That turned out great. The whole perceived motion of it really comes through.


----------



## zoon_ii (Sep 23, 2012)

I've been working some more tonight on the details.

I've decided to re-do the eyeballs, because last time I just put too much red yard for the venules of the eyes. They're much better this time around and don't look fuzzy.

I've also started work on the other hand and the head. I've decided to paint the varnish over the clay before it's had a chance to set, so we'll see what happens there. Perhaps it won't crack, but then again it might not dry properly either. Oh, and I accidentally made two left hands. whoops! Perhaps next year this might be fixed. 

I painted, lightly with black spray paint the mannequin head. Had to be careful though as too much starts to dissolve the Styrofoam. I also began cutting out room for a mouth and apply the base layer of clay for the head. I'll have to layer this up before I start painting. I'd like to do the *********** idea with this. I'll keep the pictures coming as I progress.


----------



## zoon_ii (Sep 23, 2012)

I got the skin and basic structure of the face down now. I figured out to be adding some water to smooth things out as I proceed. This has been pretty satisfying so far. I'm not anywhere near finished yet though. Any suggestions about where to get some teeth?


----------



## tamster (Jul 27, 2009)

you can get 3 SETS OF POSTERIOR ACRYLIC DENTURE/FALSE TEETH on Ebay
http://www.ebay.com/itm/3-SETS-OF-P...852?pt=LH_DefaultDomain_0&hash=item4165024154


----------



## tamster (Jul 27, 2009)

nice looking prop btw


----------



## dsmgirl07 (Apr 3, 2011)

Looks Great!


----------



## zoon_ii (Sep 23, 2012)

I bought some nasty looking teeth at the Halloween store. Meant to be used by people. I had to cut them down a little bit so it looked like they recessed proportionately. I drilled small holes in them, and then stuck nails through the holes into the styrofoam mouth. I painted the inside of the mouth black too. You can see that the skin has chipped significantly during the drying process. I've also painted some coats of dry-lock, matte, to protect the skin from the elements and sun. 

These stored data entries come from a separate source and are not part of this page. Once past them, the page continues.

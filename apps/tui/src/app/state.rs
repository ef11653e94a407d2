use crate::config::{save_settings, AppConfig, Settings};
use crate::loader::{load_translator, Resources};
use fuzzy_matcher::skim::SkimMatcherV2;
use fuzzy_matcher::FuzzyMatcher;
use metafinder_core::messages::{self, Message};
use metafinder_core::{
    hash, AppState, CountryEntry, Facet, FilterPanel, Language, Theme, ViewSnapshot,
};

#[derive(Debug, Clone, Copy, PartialEq, Eq)]
pub enum AppScreen {
    Main,
    Detail,
}

/// Which half of the main screen receives arrow keys.
#[derive(Debug, Clone, Copy, PartialEq, Eq)]
pub enum Pane {
    Filters,
    List,
}

impl Pane {
    pub const fn other(self) -> Self {
        match self {
            Self::Filters => Self::List,
            Self::List => Self::Filters,
        }
    }
}

#[derive(Debug)]
pub struct App {
    pub running: bool,
    pub explorer: AppState,
    /// Derived from `explorer` by [`App::refresh`]; every draw reads these.
    pub snapshot: ViewSnapshot,
    pub panel: FilterPanel,
    pub screen: AppScreen,
    pub pane: Pane,
    pub facet_index: usize,
    pub option_index: usize,
    pub selected_row: usize,
    pub show_help: bool,
    pub search_input: Option<String>,
    pub status_message: String,
    pub theme: Theme,
    pub languages: Vec<Language>,
    pub config: AppConfig,
}

impl App {
    pub fn new(
        resources: Resources,
        languages: Vec<Language>,
        settings: Settings,
        config: AppConfig,
    ) -> Self {
        let explorer = AppState::new(resources.dataset, resources.layer, resources.translator);
        let snapshot = explorer.snapshot();
        let panel = explorer.panel();
        Self {
            running: true,
            explorer,
            snapshot,
            panel,
            screen: AppScreen::Main,
            pane: Pane::Filters,
            facet_index: 0,
            option_index: 0,
            selected_row: 0,
            show_help: false,
            search_input: None,
            status_message: String::new(),
            theme: settings.theme,
            languages,
            config,
        }
    }

    /// Recompute every surface from the current explorer state in one pass.
    pub fn refresh(&mut self) {
        self.snapshot = self.explorer.snapshot();
        self.panel = self.explorer.panel();

        let options = self.current_options_len();
        if self.option_index >= options {
            self.option_index = options.saturating_sub(1);
        }
        if self.selected_row >= self.snapshot.list.len() {
            self.selected_row = self.snapshot.list.len().saturating_sub(1);
        }
        self.screen = if self.explorer.focused().is_some() {
            AppScreen::Detail
        } else {
            AppScreen::Main
        };
    }

    /// Interface text in the active language.
    pub fn text(&self, message: Message) -> &str {
        self.explorer.translator().text(message)
    }

    pub fn current_facet(&self) -> Facet {
        Facet::from_index(self.facet_index).unwrap_or(Facet::Cameras)
    }

    pub fn current_options_len(&self) -> usize {
        self.panel
            .group(self.current_facet())
            .map_or(0, |group| group.options.len())
    }

    /// Tick or untick the highlighted checkbox.
    pub fn toggle_current_option(&mut self) {
        let facet = self.current_facet();
        let Some(option) = self
            .panel
            .group(facet)
            .and_then(|group| group.options.get(self.option_index))
        else {
            return;
        };
        let value = option.value.clone();
        let selected = self.explorer.flip(facet, &value);
        tracing::debug!(facet = facet.as_str(), value = %value, selected, "toggled filter");
        self.refresh();
    }

    pub fn clear_filters(&mut self) {
        self.explorer.clear_filters();
        self.status_message = self.text(messages::FILTERS_CLEARED).to_string();
        self.refresh();
    }

    pub fn selected_entry(&self) -> Option<&CountryEntry> {
        self.snapshot.list.get(self.selected_row)
    }

    pub fn open_selected(&mut self) {
        let Some(code) = self.selected_entry().map(|entry| entry.code.clone()) else {
            return;
        };
        self.open_country(&code);
    }

    /// Show the detail popup; codes without a record are ignored.
    pub fn open_country(&mut self, code: &str) {
        if self.explorer.focus(code) {
            if let Some(row) = self.snapshot.position_of(code) {
                self.selected_row = row;
            }
            self.refresh();
        }
    }

    pub fn close_detail(&mut self) {
        self.explorer.unfocus();
        self.refresh();
    }

    /// Map click in lon/lat.
    pub fn open_region_at(&mut self, lon: f64, lat: f64) {
        let code = self
            .explorer
            .layer()
            .region_at(lon, lat)
            .and_then(|region| region.code.clone());
        if let Some(code) = code {
            self.open_country(&code);
        }
    }

    /// Apply a deep link (full URL or fragment). Returns whether it carried
    /// structured state.
    pub fn apply_link(&mut self, link: &str) -> bool {
        let applied = self.explorer.apply_hash(hash::fragment_of(link.trim()));
        if applied {
            self.refresh();
            if let Some(row) = self
                .explorer
                .focused()
                .and_then(|record| self.snapshot.position_of(&record.code))
            {
                self.selected_row = row;
            }
        } else {
            self.status_message = self.text(messages::NOT_A_LINK).to_string();
        }
        applied
    }

    /// Move the list cursor to the best fuzzy match for `query`. The list
    /// itself is never narrowed by the search.
    pub fn jump_to(&mut self, query: &str) -> bool {
        let query = query.trim();
        if query.is_empty() {
            return false;
        }
        let matcher = SkimMatcherV2::default().ignore_case();
        let best = self
            .snapshot
            .list
            .iter()
            .enumerate()
            .filter_map(|(row, entry)| {
                let by_name = matcher.fuzzy_match(&entry.name, query);
                let by_code = matcher.fuzzy_match(&entry.code, query);
                by_name.max(by_code).map(|score| (score, row))
            })
            .max_by(|a, b| a.0.cmp(&b.0).then(b.1.cmp(&a.1)));

        if let Some((_, row)) = best {
            self.selected_row = row;
            self.status_message.clear();
            true
        } else {
            self.status_message = format!("{} \"{query}\"", self.text(messages::NO_MATCH));
            false
        }
    }

    pub fn toggle_theme(&mut self) {
        self.theme = self.theme.toggled();
        let settings = Settings { theme: self.theme };
        if let Err(error) = save_settings(&self.config.settings_path, &settings) {
            tracing::warn!(%error, "failed to persist theme");
            self.status_message = format!("{}: {error}", self.text(messages::THEME_NOT_SAVED));
        }
    }

    pub fn next_language(&self) -> Option<Language> {
        let current = self.explorer.translator().language();
        let position = self
            .languages
            .iter()
            .position(|language| language == current);
        let next = match position {
            Some(index) => self.languages.get((index + 1) % self.languages.len()),
            None => self.languages.first(),
        };
        next.filter(|language| *language != current).cloned()
    }

    /// Load the next language and swap it in. On failure the current table
    /// stays in place.
    pub async fn cycle_language(&mut self) {
        let Some(language) = self.next_language() else {
            self.status_message = self.text(messages::NO_OTHER_LANGUAGE).to_string();
            return;
        };
        let path = self.config.translation_path(&language);
        match load_translator(&path, language.clone()).await {
            Ok(translator) => {
                self.explorer.set_translator(translator);
                self.status_message = format!("{}: {language}", self.text(messages::LANGUAGE));
                self.refresh();
            }
            Err(error) => {
                tracing::warn!(%error, "failed to switch language");
                self.status_message = format!("{}: {error}", self.text(messages::ERROR));
            }
        }
    }
}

I also got the idea to try to make it appear as if his brain were exposed. I referenced a picture online and used Great Stuff to lay out the waves of the brain. Once it sets I'm going to start sanding it down and working on the details of the folds of the brain. Then paint it and dry-lock it. 

I've also decided to PVC glue the attachment of the pelvis and spine. I'm also going to glue the femur into the hip, and the medial part of the clavicle into the sternal area so that it doesn't slip out, but this still allows for positioning of the legs are arms in general as I want them.

will post more tomorrow as I make more progress.


----------



## zoon_ii (Sep 23, 2012)

made some progress tonight with shaving down the Great Stuff.

I thought I had the tools to shave down this head some, but realized that clay working tools simply didn't have the "cutting" power. I resorted to using a double edged razor blade and holding it with both hands and carving away sections that "didn't belong." (*wink* thanks Terra) Afterwards I used an abrasive sponge to sand it down to a smoother surface. The cool un-intended effect is that because the Good Stuff is "bubbly" it gives the impression of actual bone anatomy. Next I'm going to draw the lines of the brain folds and then carve away the actual brain folds. 

BTW, MAKE SURE TO USE A MASK WHEN SANDING DOWN THE GOOD STUFF. You don't want that particulate getting into your lungs!

Will update with pictures soon!


----------



## zoon_ii (Sep 23, 2012)

I learned a good lesson with the Good Stuff: It doesn't like to be picked and prodded in any 'detail' oriented way. Or even burned. I was going to use a heating element to burn away the wrinkles in the brain, and it just wasn't happening. Plan B.......ummmmmm.....brainstorm.

I had some spider webbing, and liquid latex, so I applied the webbing and painted the latex over. It looked ok, but seemed to be missing something. I decided to use a hot-glue gun and drip hot glue all over the "exposed" portion of the back of the head and neck. Kind of gave it a nice, veiny effect. I painted it black to give a base, and then I'm going to start adding darker reds over it, and then make some blue, or black on the veins. 

I'm going into uncharted territory now with deciding how to proceed. Don't really have a plan at this point. We'll see where the painting takes me.


----------



## zoon_ii (Sep 23, 2012)

95% complete today. 

I painted the head a flesh, dermal layer color, and then painted veins and arteries. Once that was dry I painted glossy varnish over the flesh part so that it looks wet. 

I added some more clay to the facial perimeter so that it looks like the top and back part of the skin on the head was torn away. Once the clay dries and cracks, then I'll paint it with a matte varnish.


----------



## annamarykahn (Oct 4, 2009)

i luv the cracks in the clay

and the mouth looks amazing ... luv those teeth, lol

amk


----------



## DoctorGrim (Oct 18, 2007)

Yes I love the teeth too. Can you make the 'grey matter' look wet?


----------



## zoon_ii (Sep 23, 2012)

thanks everyone. i didin't want to make the grey matter too wet looking so I painted it matte. you think it would have looked better glossy? 

here's some photos of the finished construction. 

Enjoy. It has been fun building, but will be continuing to refine over the coming year. This was my first build after all. I'm hooked


----------